━━━━━ RECORDS PROVIDED ━━━━━
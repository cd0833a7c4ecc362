//! Front-end contract between the engine and its rendering backends.
//!
//! A backend draws read-only snapshots and produces input symbols; it never
//! mutates game state. The frame loop in [`crate::session`] owns the state
//! and drives any [`Backend`] implementation through this trait, so the
//! engine stays agnostic of terminals, browsers, or test harnesses.

mod queue;
mod terminal;

pub use queue::{FrameData, QueuedBackend};
pub use terminal::TerminalBackend;

use std::fmt;

use crate::engine::{Direction, GameState, Grid, Status};

/// One symbol of user input, already decoded by a backend.
#[derive(Debug, Clone, Copy, PartialEq, Eq)]
pub enum InputSymbol {
    /// Move up.
    Up,
    /// Move down.
    Down,
    /// Move left.
    Left,
    /// Move right.
    Right,
    /// Start a fresh game.
    Restart,
    /// End the session.
    Quit,
    /// Nothing meaningful was read; the turn is a no-op.
    None,
}

impl InputSymbol {
    /// The direction this symbol encodes, if any.
    #[must_use]
    pub const fn direction(self) -> Option<Direction> {
        match self {
            InputSymbol::Up => Some(Direction::Up),
            InputSymbol::Down => Some(Direction::Down),
            InputSymbol::Left => Some(Direction::Left),
            InputSymbol::Right => Some(Direction::Right),
            InputSymbol::Restart | InputSymbol::Quit | InputSymbol::None => None,
        }
    }
}

/// Read-only view of the game state handed to backends for rendering.
#[derive(Debug, Clone, Copy)]
pub struct Snapshot<'a> {
    /// The board.
    pub grid: &'a Grid,
    /// Current score.
    pub score: u32,
    /// Session high score.
    pub high_score: u32,
    /// Lifecycle status.
    pub status: Status,
}

impl<'a> Snapshot<'a> {
    /// Capture a snapshot of a game state.
    #[must_use]
    pub fn of(state: &'a GameState) -> Self {
        Self {
            grid: state.grid(),
            score: state.score(),
            high_score: state.high_score(),
            status: state.status(),
        }
    }
}

/// Backend I/O error.
///
/// Render and input failures stay on the backend side of the contract;
/// they never enter the engine's error taxonomy.
#[derive(Debug)]
pub struct BackendError {
    message: String,
}

impl BackendError {
    /// Create a new backend error.
    #[must_use]
    pub fn new(message: impl Into<String>) -> Self {
        Self {
            message: message.into(),
        }
    }
}

impl fmt::Display for BackendError {
    fn fmt(&self, f: &mut fmt::Formatter<'_>) -> fmt::Result {
        write!(f, "{}", self.message)
    }
}

impl std::error::Error for BackendError {}

impl From<std::io::Error> for BackendError {
    fn from(e: std::io::Error) -> Self {
        Self::new(e.to_string())
    }
}

/// A rendering/input front end driven by the frame loop.
///
/// `init` and `teardown` bracket the session; the frame loop guarantees
/// `teardown` runs on every exit path, including errors. `read_input` may
/// block (terminal) or drain a host-fed queue (embedded hosts); `draw`
/// must not block the engine.
pub trait Backend {
    /// Acquire backend resources (terminal modes, host contexts).
    ///
    /// # Errors
    ///
    /// Returns an error if the backend cannot be brought up.
    fn init(&mut self) -> Result<(), BackendError>;

    /// Render a snapshot of the current state.
    ///
    /// # Errors
    ///
    /// Returns an error if rendering fails.
    fn draw(&mut self, snapshot: &Snapshot<'_>) -> Result<(), BackendError>;

    /// Read one input symbol.
    ///
    /// # Errors
    ///
    /// Returns an error if the input source fails.
    fn read_input(&mut self) -> Result<InputSymbol, BackendError>;

    /// Release backend resources.
    ///
    /// # Errors
    ///
    /// Returns an error if cleanup fails; callers still treat the session
    /// as finished.
    fn teardown(&mut self) -> Result<(), BackendError>;
}

#[cfg(test)]
mod tests {
    use super::*;
    use crate::engine::GameConfig;

    #[test]
    fn test_input_symbol_directions() {
        assert_eq!(InputSymbol::Up.direction(), Some(Direction::Up));
        assert_eq!(InputSymbol::Left.direction(), Some(Direction::Left));
        assert_eq!(InputSymbol::Quit.direction(), None);
        assert_eq!(InputSymbol::None.direction(), None);
    }

    #[test]
    fn test_snapshot_reflects_state() {
        let state = GameState::new(GameConfig::default(), 42, 123).unwrap();
        let snapshot = Snapshot::of(&state);
        assert_eq!(snapshot.score, 0);
        assert_eq!(snapshot.high_score, 123);
        assert_eq!(snapshot.status, Status::Playing);
        assert_eq!(snapshot.grid.size(), 4);
    }
}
━━━━━
Check the data for the word "never" and pull out the lines that have it.

COMPLETED EXERCISE:
//! A backend draws read-only snapshots and produces input symbols; it never
/// they never enter the engine's error taxonomy.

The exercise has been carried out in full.